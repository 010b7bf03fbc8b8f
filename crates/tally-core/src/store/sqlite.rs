//! SQLite ledger store with connection pooling and migrations

use chrono::{NaiveDate, NaiveTime};
use r2d2::{Pool, PooledConnection};
use r2d2_sqlite::SqliteConnectionManager;
use rusqlite::params;
use tracing::{debug, info, warn};

use crate::error::{Error, Result};
use crate::models::{FlowKind, LedgerRecord};

use super::filter::LedgerFilter;
use super::{LedgerQuery, LedgerStore};

pub type DbPool = Pool<SqliteConnectionManager>;
pub type DbConn = PooledConnection<SqliteConnectionManager>;

/// Ledger store backed by a pooled SQLite file
#[derive(Clone)]
pub struct SqliteLedgerStore {
    pool: DbPool,
    /// Path to the database file
    db_path: String,
}

impl SqliteLedgerStore {
    /// Open (creating if needed) the database at `path` and run migrations
    pub fn open(path: &str) -> Result<Self> {
        let manager = SqliteConnectionManager::file(path);
        let pool = Pool::builder().max_size(10).build(manager)?;

        let store = Self {
            pool,
            db_path: path.to_string(),
        };
        store.run_migrations()?;

        Ok(store)
    }

    /// Fresh store in a unique temp file, for tests
    pub fn in_memory() -> Result<Self> {
        use std::sync::atomic::{AtomicU64, Ordering};
        static COUNTER: AtomicU64 = AtomicU64::new(0);

        let id = COUNTER.fetch_add(1, Ordering::SeqCst);
        let path = std::env::temp_dir().join(format!("tally_test_{}_{}.db", std::process::id(), id));

        // Remove any existing file
        let _ = std::fs::remove_file(&path);

        Self::open(&path.to_string_lossy())
    }

    pub fn path(&self) -> &str {
        &self.db_path
    }

    pub fn conn(&self) -> Result<DbConn> {
        Ok(self.pool.get()?)
    }

    fn run_migrations(&self) -> Result<()> {
        let conn = self.conn()?;

        conn.execute_batch(
            r#"
            -- WAL mode: readers don't block the importer
            PRAGMA journal_mode = WAL;
            PRAGMA synchronous = NORMAL;
            PRAGMA busy_timeout = 5000;

            CREATE TABLE IF NOT EXISTS ledger_transactions (
                id INTEGER PRIMARY KEY AUTOINCREMENT,
                user_id TEXT NOT NULL,
                client_id TEXT,
                date TEXT NOT NULL,              -- YYYY-MM-DD
                time TEXT,                       -- HH:MM:SS when known
                amount REAL NOT NULL,
                type TEXT NOT NULL CHECK (type IN ('income', 'expense')),
                category TEXT,
                description TEXT NOT NULL DEFAULT '',
                created_at TEXT NOT NULL DEFAULT (datetime('now'))
            );

            CREATE INDEX IF NOT EXISTS idx_ledger_user_date
                ON ledger_transactions(user_id, date);
            CREATE INDEX IF NOT EXISTS idx_ledger_user_client_date
                ON ledger_transactions(user_id, client_id, date);
            "#,
        )?;

        info!(path = %self.db_path, "Ledger migrations complete");
        Ok(())
    }

    /// Count a tenant's records, optionally for one client
    pub fn count_records(&self, user_id: &str, client_id: Option<&str>) -> Result<i64> {
        let conn = self.conn()?;
        let filter = LedgerFilter::new().user_id(user_id).client_id(client_id).build();
        let mut stmt = conn.prepare(&filter.build_count_query())?;
        let count: i64 = stmt.query_row(filter.params_refs().as_slice(), |row| row.get(0))?;
        Ok(count)
    }

    /// Records across every tenant
    pub fn total_records(&self) -> Result<i64> {
        let conn = self.conn()?;
        let count: i64 = conn.query_row("SELECT COUNT(*) FROM ledger_transactions", [], |row| row.get(0))?;
        Ok(count)
    }

    /// Helper to convert a row to LedgerRecord
    /// Column order: id, user_id, client_id, date, time, amount, type, category, description
    fn row_to_record(row: &rusqlite::Row) -> rusqlite::Result<LedgerRecord> {
        let date_str: String = row.get(3)?;
        let time_str: Option<String> = row.get(4)?;
        let kind_str: String = row.get(6)?;

        let date = NaiveDate::parse_from_str(&date_str, "%Y-%m-%d").map_err(|e| {
            rusqlite::Error::FromSqlConversionFailure(3, rusqlite::types::Type::Text, Box::new(e))
        })?;
        // An unreadable time only loses the unusual-hours signal
        let time = time_str.and_then(|t| NaiveTime::parse_from_str(&t, "%H:%M:%S").ok());
        let kind = kind_str.parse::<FlowKind>().map_err(|e| {
            rusqlite::Error::FromSqlConversionFailure(
                6,
                rusqlite::types::Type::Text,
                Box::new(Error::InvalidData(e)),
            )
        })?;

        Ok(LedgerRecord {
            id: Some(row.get(0)?),
            user_id: row.get(1)?,
            client_id: row.get(2)?,
            date,
            time,
            amount: row.get(5)?,
            kind,
            category: row.get(7)?,
            description: row.get(8)?,
        })
    }
}

impl LedgerStore for SqliteLedgerStore {
    fn fetch_records(&self, query: &LedgerQuery) -> Result<Vec<LedgerRecord>> {
        let conn = self.conn()?;
        let filter = LedgerFilter::new()
            .user_id(&query.user_id)
            .client_id(query.client_id.as_deref())
            .date_range(query.start, query.end)
            .build();

        let mut stmt = conn.prepare(&filter.build_select_query())?;
        let records = stmt
            .query_map(filter.params_refs().as_slice(), |row| Self::row_to_record(row))?
            .collect::<std::result::Result<Vec<_>, _>>()?;

        debug!(
            user_id = %query.user_id,
            client_id = ?query.client_id,
            start = %query.start,
            end = %query.end,
            records = records.len(),
            "Fetched ledger records"
        );

        Ok(records)
    }

    fn insert_records(&self, records: &[LedgerRecord]) -> Result<usize> {
        let mut conn = self.conn()?;
        let tx = conn.transaction()?;
        let mut inserted = 0;

        {
            let mut stmt = tx.prepare(
                "INSERT INTO ledger_transactions (user_id, client_id, date, time, amount, type, category, description)
                 VALUES (?, ?, ?, ?, ?, ?, ?, ?)",
            )?;

            for record in records {
                if record.user_id.trim().is_empty() {
                    warn!(date = %record.date, "Skipping record without user_id");
                    continue;
                }
                stmt.execute(params![
                    record.user_id,
                    record.client_id,
                    record.date.to_string(),
                    record.time.map(|t| t.format("%H:%M:%S").to_string()),
                    record.amount,
                    record.kind.as_str(),
                    record.category,
                    record.description,
                ])?;
                inserted += 1;
            }
        }

        tx.commit()?;
        info!(inserted, skipped = records.len() - inserted, "Inserted ledger records");
        Ok(inserted)
    }
}

impl std::fmt::Debug for SqliteLedgerStore {
    fn fmt(&self, f: &mut std::fmt::Formatter<'_>) -> std::fmt::Result {
        f.debug_struct("SqliteLedgerStore")
            .field("path", &self.db_path)
            .finish()
    }
}

#[cfg(test)]
mod tests {
    use super::*;

    fn d(y: i32, m: u32, day: u32) -> NaiveDate {
        NaiveDate::from_ymd_opt(y, m, day).unwrap()
    }

    #[test]
    fn test_insert_and_fetch_round_trip() {
        let store = SqliteLedgerStore::in_memory().unwrap();
        let records = vec![
            LedgerRecord::expense(d(2024, 3, 2), 42.5)
                .with_tenant("u1", Some("c1"))
                .with_category("Office")
                .with_description("Paper")
                .with_time(NaiveTime::from_hms_opt(23, 30, 0).unwrap()),
            LedgerRecord::income(d(2024, 3, 1), 1000.0).with_tenant("u1", Some("c1")),
        ];
        assert_eq!(store.insert_records(&records).unwrap(), 2);

        let query = LedgerQuery::new("u1", Some("c1"), d(2024, 3, 1), d(2024, 3, 31)).unwrap();
        let fetched = store.fetch_records(&query).unwrap();
        assert_eq!(fetched.len(), 2);

        // Ordered by date
        assert_eq!(fetched[0].kind, FlowKind::Income);
        assert!(fetched[0].id.is_some());
        assert_eq!(fetched[1].category.as_deref(), Some("Office"));
        assert_eq!(fetched[1].description, "Paper");
        assert_eq!(fetched[1].time, NaiveTime::from_hms_opt(23, 30, 0));
        assert_eq!(fetched[1].amount, 42.5);
    }

    #[test]
    fn test_tenant_isolation() {
        let store = SqliteLedgerStore::in_memory().unwrap();
        store
            .insert_records(&[
                LedgerRecord::income(d(2024, 1, 5), 10.0).with_tenant("u1", Some("a")),
                LedgerRecord::income(d(2024, 1, 5), 20.0).with_tenant("u1", Some("b")),
                LedgerRecord::income(d(2024, 1, 5), 30.0).with_tenant("u2", None),
            ])
            .unwrap();

        let all = LedgerQuery::new("u1", None, d(2024, 1, 1), d(2024, 1, 31)).unwrap();
        assert_eq!(store.fetch_records(&all).unwrap().len(), 2);

        let one = LedgerQuery::new("u1", Some("b"), d(2024, 1, 1), d(2024, 1, 31)).unwrap();
        let fetched = store.fetch_records(&one).unwrap();
        assert_eq!(fetched.len(), 1);
        assert_eq!(fetched[0].amount, 20.0);

        assert_eq!(store.count_records("u2", None).unwrap(), 1);
    }

    #[test]
    fn test_date_window_inclusive() {
        let store = SqliteLedgerStore::in_memory().unwrap();
        store
            .insert_records(&[
                LedgerRecord::expense(d(2023, 12, 31), 1.0).with_tenant("u1", None),
                LedgerRecord::expense(d(2024, 1, 1), 2.0).with_tenant("u1", None),
                LedgerRecord::expense(d(2024, 1, 31), 3.0).with_tenant("u1", None),
                LedgerRecord::expense(d(2024, 2, 1), 4.0).with_tenant("u1", None),
            ])
            .unwrap();

        let query = LedgerQuery::new("u1", None, d(2024, 1, 1), d(2024, 1, 31)).unwrap();
        let amounts: Vec<f64> = store
            .fetch_records(&query)
            .unwrap()
            .iter()
            .map(|r| r.amount)
            .collect();
        assert_eq!(amounts, vec![2.0, 3.0]);
    }

    #[test]
    fn test_records_without_user_skipped() {
        let store = SqliteLedgerStore::in_memory().unwrap();
        let inserted = store
            .insert_records(&[LedgerRecord::income(d(2024, 1, 1), 5.0)])
            .unwrap();
        assert_eq!(inserted, 0);
    }
}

EXERCISE OBJECTIVE » Across the entries above, find the lines with the string "PooledConnection" and copy them.

ANSWER SECTION »
use r2d2::{Pool, PooledConnection};
pub type DbConn = PooledConnection<SqliteConnectionManager>;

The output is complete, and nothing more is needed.